Work instruction
Gather every line in the records below that contains the word "genus".

Stored data entries:
----

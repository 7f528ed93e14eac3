//! Merging evidence bundles into one conflict-resolved context per subject
//!
//! Values are compared in a normalised form so that `"Electric"` and
//! `" electric "`, or `6` and `6.0`, count as agreement. The merge only ever
//! looks at sorted structures, so the result does not depend on the order in
//! which bundles arrived.

use crate::types::{AggregatedContext, EvidenceBundle, Facet, FactValue, ResearchIntent};
use chrono::{DateTime, Utc};
use serde_json::Value;
use std::collections::BTreeMap;

/// One source's surviving report for a field
#[derive(Debug, Clone)]
struct Report<'a> {
    trust: f64,
    fetched_at: DateTime<Utc>,
    value: &'a Value,
    canonical: String,
}

#[derive(Debug, Clone, Default)]
pub struct ContextAggregator;

impl ContextAggregator {
    pub fn new() -> Self {
        Self
    }

    /// Merge every bundle about `subject`; other subjects are ignored
    pub fn aggregate(&self, subject: &str, bundles: &[EvidenceBundle]) -> AggregatedContext {
        // facet -> field -> source -> report
        let mut reports: BTreeMap<Facet, BTreeMap<&str, BTreeMap<&str, Report<'_>>>> = BTreeMap::new();

        for bundle in bundles.iter().filter(|b| b.subject == subject) {
            for (field, value) in &bundle.payload {
                if value.is_null() {
                    continue;
                }
                let report = Report {
                    trust: bundle.trust,
                    fetched_at: bundle.fetched_at,
                    value,
                    canonical: canonical(value),
                };

                let by_source = reports
                    .entry(bundle.facet)
                    .or_default()
                    .entry(field.as_str())
                    .or_default();

                let replace = by_source
                    .get(bundle.source_id.as_str())
                    .map_or(true, |existing| supersedes(&report, existing));
                if replace {
                    by_source.insert(bundle.source_id.as_str(), report);
                }
            }
        }

        let facts = reports
            .into_iter()
            .map(|(facet, fields)| {
                let merged = fields
                    .into_iter()
                    .map(|(field, by_source)| (field.to_string(), merge(&by_source)))
                    .collect();
                (facet, merged)
            })
            .collect();

        AggregatedContext::new(subject, facts)
    }

    /// One context per intent, in intent order
    pub fn aggregate_all(&self, intents: &[ResearchIntent], bundles: &[EvidenceBundle]) -> Vec<AggregatedContext> {
        intents
            .iter()
            .map(|intent| self.aggregate(intent.subject(), bundles))
            .collect()
    }
}

/// A later report replaces an earlier one from the same source; equal
/// timestamps fall back to canonical value order, then to the raw value.
fn supersedes(candidate: &Report<'_>, existing: &Report<'_>) -> bool {
    (candidate.fetched_at, &candidate.canonical, candidate.value.to_string())
        > (existing.fetched_at, &existing.canonical, existing.value.to_string())
}

fn merge(by_source: &BTreeMap<&str, Report<'_>>) -> FactValue {
    // Highest trust wins; BTreeMap order makes the smaller id win ties.
    let mut winner: Option<(&str, &Report<'_>)> = None;
    for (source, report) in by_source {
        match winner {
            Some((_, best)) if report.trust <= best.trust => {}
            _ => winner = Some((source, report)),
        }
    }

    let Some((_, chosen)) = winner else {
        return FactValue {
            value: Value::Null,
            supporting_sources: Vec::new(),
            dissenting_sources: Vec::new(),
            agreement_score: 0.0,
            single_sourced: false,
        };
    };

    let mut agreeing = Vec::new();
    let mut dissenting = Vec::new();
    for (source, report) in by_source {
        if report.canonical == chosen.canonical {
            agreeing.push(source.to_string());
        } else {
            dissenting.push(source.to_string());
        }
    }

    let reporting = by_source.len();
    let agreement_score = agreeing.len() as f64 / reporting as f64;

    let mut supporting_sources = agreeing;
    supporting_sources.extend(dissenting.iter().cloned());

    FactValue {
        value: chosen.value.clone(),
        supporting_sources,
        dissenting_sources: dissenting,
        agreement_score,
        single_sourced: reporting == 1,
    }
}

/// Comparison form of a value
pub fn normalize(value: &Value) -> Value {
    match value {
        Value::String(text) => Value::String(normalize_text(text)),
        Value::Number(number) => number
            .as_f64()
            .and_then(serde_json::Number::from_f64)
            .map(Value::Number)
            .unwrap_or_else(|| value.clone()),
        Value::Array(items) => {
            let mut normalized: Vec<Value> = items.iter().map(normalize).collect();
            normalized.sort_by_cached_key(|item| item.to_string());
            Value::Array(normalized)
        }
        Value::Object(map) => Value::Object(
            map.iter()
                .map(|(key, item)| (key.clone(), normalize(item)))
                .collect(),
        ),
        Value::Bool(_) | Value::Null => value.clone(),
    }
}

fn normalize_text(text: &str) -> String {
    text.trim()
        .to_lowercase()
        .split(|c: char| c.is_whitespace() || c == '_')
        .filter(|part| !part.is_empty())
        .collect::<Vec<_>>()
        .join("-")
}

fn canonical(value: &Value) -> String {
    normalize(value).to_string()
}

#[cfg(test)]
mod tests {
    use super::*;
    use chrono::TimeZone;
    use serde_json::json;

    fn bundle(source: &str, trust: f64, facet: Facet, payload: Value) -> EvidenceBundle {
        EvidenceBundle {
            source_id: source.to_string(),
            subject: "pikachu".to_string(),
            facet,
            payload: serde_json::from_value(payload).unwrap(),
            fetched_at: Utc.with_ymd_and_hms(2024, 1, 1, 0, 0, 0).unwrap(),
            trust,
        }
    }

    #[test]
    fn test_normalize_text_and_numbers() {
        assert_eq!(normalize(&json!("  Lightning_Rod ")), json!("lightning-rod"));
        assert_eq!(normalize(&json!("Mouse  Pokemon")), json!("mouse-pokemon"));
        assert_eq!(canonical(&json!(6)), canonical(&json!(6.0)));
        assert_eq!(
            canonical(&json!(["Poison", "grass"])),
            canonical(&json!(["grass", "poison"]))
        );
        assert_ne!(canonical(&json!(["grass"])), canonical(&json!(["grass", "grass"])));
    }

    #[test]
    fn test_consensus() {
        let bundles = vec![
            bundle("pokeapi", 0.95, Facet::Typing, json!({"types": ["electric"]})),
            bundle("bulbapedia", 0.8, Facet::Typing, json!({"types": ["Electric"]})),
        ];
        let context = ContextAggregator::new().aggregate("pikachu", &bundles);

        let fact = context.get(Facet::Typing, "types").unwrap();
        assert_eq!(fact.value, json!(["electric"]));
        assert_eq!(fact.agreement_score, 1.0);
        assert!(!fact.single_sourced);
        assert!(!fact.is_disputed());
        assert_eq!(fact.supporting_sources, vec!["bulbapedia", "pokeapi"]);
    }

    #[test]
    fn test_conflict_prefers_trusted_source() {
        let bundles = vec![
            bundle("pokeapi", 0.95, Facet::Stats, json!({"speed": 90})),
            bundle("serebii", 0.75, Facet::Stats, json!({"speed": 100})),
            bundle("pokemondb", 0.7, Facet::Stats, json!({"speed": 90})),
        ];
        let context = ContextAggregator::new().aggregate("pikachu", &bundles);

        let fact = context.get(Facet::Stats, "speed").unwrap();
        assert_eq!(fact.value, json!(90));
        assert!((fact.agreement_score - 2.0 / 3.0).abs() < 1e-9);
        assert_eq!(fact.supporting_sources, vec!["pokeapi", "pokemondb", "serebii"]);
        assert_eq!(fact.dissenting_sources, vec!["serebii"]);
    }

    #[test]
    fn test_trust_tie_goes_to_smaller_id() {
        let bundles = vec![
            bundle("zeta", 0.8, Facet::Lore, json!({"habitat": "forest"})),
            bundle("alpha", 0.8, Facet::Lore, json!({"habitat": "cave"})),
        ];
        let context = ContextAggregator::new().aggregate("pikachu", &bundles);

        let fact = context.get(Facet::Lore, "habitat").unwrap();
        assert_eq!(fact.value, json!("cave"));
        assert_eq!(fact.agreement_score, 0.5);
    }

    #[test]
    fn test_single_source_and_nulls() {
        let bundles = vec![bundle(
            "pokeapi",
            0.95,
            Facet::Lore,
            json!({"genus": "Mouse Pokemon", "habitat": null}),
        )];
        let context = ContextAggregator::new().aggregate("pikachu", &bundles);

        let fact = context.get(Facet::Lore, "genus").unwrap();
        assert!(fact.single_sourced);
        assert_eq!(fact.agreement_score, 1.0);
        assert!(context.get(Facet::Lore, "habitat").is_none());
    }

    #[test]
    fn test_other_subjects_ignored() {
        let mut other = bundle("pokeapi", 0.95, Facet::Typing, json!({"types": ["fire"]}));
        other.subject = "charmander".to_string();

        let context = ContextAggregator::new().aggregate("pikachu", &[other]);
        assert!(context.is_empty());
    }

    #[test]
    fn test_duplicate_reports_keep_latest() {
        let older = bundle("pokeapi", 0.95, Facet::Stats, json!({"hp": 30}));
        let mut newer = bundle("pokeapi", 0.95, Facet::Stats, json!({"hp": 35}));
        newer.fetched_at = older.fetched_at + chrono::Duration::seconds(5);

        let forward = ContextAggregator::new().aggregate("pikachu", &[older.clone(), newer.clone()]);
        let backward = ContextAggregator::new().aggregate("pikachu", &[newer, older]);

        assert_eq!(forward.get(Facet::Stats, "hp").unwrap().value, json!(35));
        assert_eq!(forward, backward);
    }

    #[test]
    fn test_same_source_spelling_variants_resolve_independent_of_order() {
        let lower = bundle("serebii", 0.75, Facet::Typing, json!({"types": ["electric"]}));
        let upper = bundle("serebii", 0.75, Facet::Typing, json!({"types": ["Electric"]}));

        let forward = ContextAggregator::new().aggregate("pikachu", &[lower.clone(), upper.clone()]);
        let backward = ContextAggregator::new().aggregate("pikachu", &[upper, lower]);

        assert_eq!(forward, backward);
        assert_eq!(forward.get(Facet::Typing, "types").unwrap().value, json!(["electric"]));
    }
}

----

Finished task
            json!({"genus": "Mouse Pokemon", "habitat": null}),
        let fact = context.get(Facet::Lore, "genus").unwrap();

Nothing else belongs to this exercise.